The inquest was told that the lorry driver, Rodney Motonga, was not held at fault for Eloise’s death. In a statement, he said: “I to this day do not know how the collision happened.”

The village, on Salisbury Plain, lies on the route of the A338, which links Marlborough and, beyond that, Swindon, with Salisbury.

There was a previous fatality there in November 2020 following a crash involving two motor vehicles, and earlier this year an articulated lorry came off the road close to the spot where Eloise was killed.

A campaign group called Collingbournes Road Safety Working Group has been set up to call for a reduction in the speed limit and number of lorries travelling through  Collingbourne Ducis and Collingbourne Kingston, and has the backing of Eloise’s family, as well as Danny Kruger, the Conservative MP for Devizes.

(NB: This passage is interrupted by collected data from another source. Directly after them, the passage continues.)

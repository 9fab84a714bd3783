// Copyright 2018-2023 the Deno authors. All rights reserved. MIT license.

use monch::*;
use serde::Serialize;

use crate::string::TokenText;

#[derive(Debug, Clone, Copy, PartialEq, Eq, Hash, Serialize)]
#[serde(rename_all = "kebab-case")]
pub enum TokenKind {
  /// A maximal run of `[A-Za-z0-9]`.
  Alphanumeric,
  /// A maximal run of anything else.
  Separator,
}

/// A run of characters of a single [`TokenKind`] within a version string.
#[derive(Debug, Clone, PartialEq, Eq, Hash, Serialize)]
pub struct Token {
  kind: TokenKind,
  text: TokenText,
}

impl Token {
  pub fn new(kind: TokenKind, text: &str) -> Self {
    Self {
      kind,
      text: TokenText::from_str(text),
    }
  }

  pub fn kind(&self) -> TokenKind {
    self.kind
  }

  pub fn text(&self) -> &str {
    self.text.as_str()
  }

  pub fn is_alphanumeric(&self) -> bool {
    self.kind == TokenKind::Alphanumeric
  }
}

/// Splits a version string into alternating alphanumeric and separator runs.
///
/// Leading and trailing whitespace is trimmed first. The concatenated token
/// texts always reproduce the trimmed input, and two adjacent tokens never
/// share a kind. Only ASCII letters and digits count as alphanumeric.
pub fn tokenize(text: &str) -> Vec<Token> {
  let mut input = text.trim();
  let mut tokens = Vec::new();
  while !input.is_empty() {
    match token(input) {
      Ok((rest, token)) => {
        tokens.push(token);
        input = rest;
      }
      // unreachable for non-empty input since one of the runs always matches
      Err(_) => break,
    }
  }
  tokens
}

pub(crate) fn is_alphanumeric_char(c: char) -> bool {
  c.is_ascii_alphanumeric()
}

// token ::= alphanumeric-run | separator-run
fn token(input: &str) -> ParseResult<'_, Token> {
  or(
    map(alphanumeric_run, |text| Token::new(TokenKind::Alphanumeric, text)),
    map(separator_run, |text| Token::new(TokenKind::Separator, text)),
  )(input)
}

// alphanumeric-run ::= [A-Za-z0-9]+
fn alphanumeric_run(input: &str) -> ParseResult<'_, &str> {
  if_true(take_while(is_alphanumeric_char), |result| !result.is_empty())(
    input,
  )
}

// separator-run ::= [^A-Za-z0-9]+
fn separator_run(input: &str) -> ParseResult<'_, &str> {
  if_true(take_while(|c| !is_alphanumeric_char(c)), |result| {
    !result.is_empty()
  })(input)
}

#[cfg(test)]
mod test {
  use pretty_assertions::assert_eq;

  use super::*;

  fn texts(tokens: &[Token]) -> Vec<(TokenKind, &str)> {
    tokens.iter().map(|t| (t.kind(), t.text())).collect()
  }

  #[test]
  fn splits_alphanumeric_and_separators() {
    let tokens = tokenize("1.0-rc1+build.7");
    assert_eq!(
      texts(&tokens),
      vec![
        (TokenKind::Alphanumeric, "1"),
        (TokenKind::Separator, "."),
        (TokenKind::Alphanumeric, "0"),
        (TokenKind::Separator, "-"),
        (TokenKind::Alphanumeric, "rc1"),
        (TokenKind::Separator, "+"),
        (TokenKind::Alphanumeric, "build"),
        (TokenKind::Separator, "."),
        (TokenKind::Alphanumeric, "7"),
      ]
    );
  }

  #[test]
  fn trims_and_handles_empty() {
    assert!(tokenize("").is_empty());
    assert!(tokenize("   \t ").is_empty());
    let tokens = tokenize("  v2 ");
    assert_eq!(texts(&tokens), vec![(TokenKind::Alphanumeric, "v2")]);
  }

  #[test]
  fn groups_consecutive_separators() {
    let tokens = tokenize("--1..2__");
    assert_eq!(
      texts(&tokens),
      vec![
        (TokenKind::Separator, "--"),
        (TokenKind::Alphanumeric, "1"),
        (TokenKind::Separator, ".."),
        (TokenKind::Alphanumeric, "2"),
        (TokenKind::Separator, "__"),
      ]
    );
  }

  #[test]
  fn non_ascii_is_separator() {
    let tokens = tokenize("1é2");
    assert_eq!(
      texts(&tokens),
      vec![
        (TokenKind::Alphanumeric, "1"),
        (TokenKind::Separator, "é"),
        (TokenKind::Alphanumeric, "2"),
      ]
    );
  }

  #[test]
  fn reconstructs_input_with_alternating_kinds() {
    for text in [
      "1.2.3",
      " 2024.01.15-hotfix ",
      "a",
      "...",
      "1.0.0-alpha+001",
      "x-y_z~9",
      "ü1ß",
    ] {
      let tokens = tokenize(text);
      let joined = tokens.iter().map(|t| t.text()).collect::<String>();
      assert_eq!(joined, text.trim());
      for pair in tokens.windows(2) {
        assert_ne!(pair[0].kind(), pair[1].kind(), "{text}");
      }
    }
  }
}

Eloise’s family was represented at the inquest by family friend, Philip Palmer, who described growing levels of lorry traffic as being “totally inappropriate” for the roads in and around the village.

He said: “The largest vehicle anticipated when these roads were made was a big horse and cart, not these six-axle HGVs.

“I spent 28 years with the Met police in London,” he added.

“If we had a stretch of road like this, somebody would have been taking notice of that. But down here, it’s like the wild west.”

Area coroner Ian Singleton concluded that Eloise died as the result of a road traffic collision.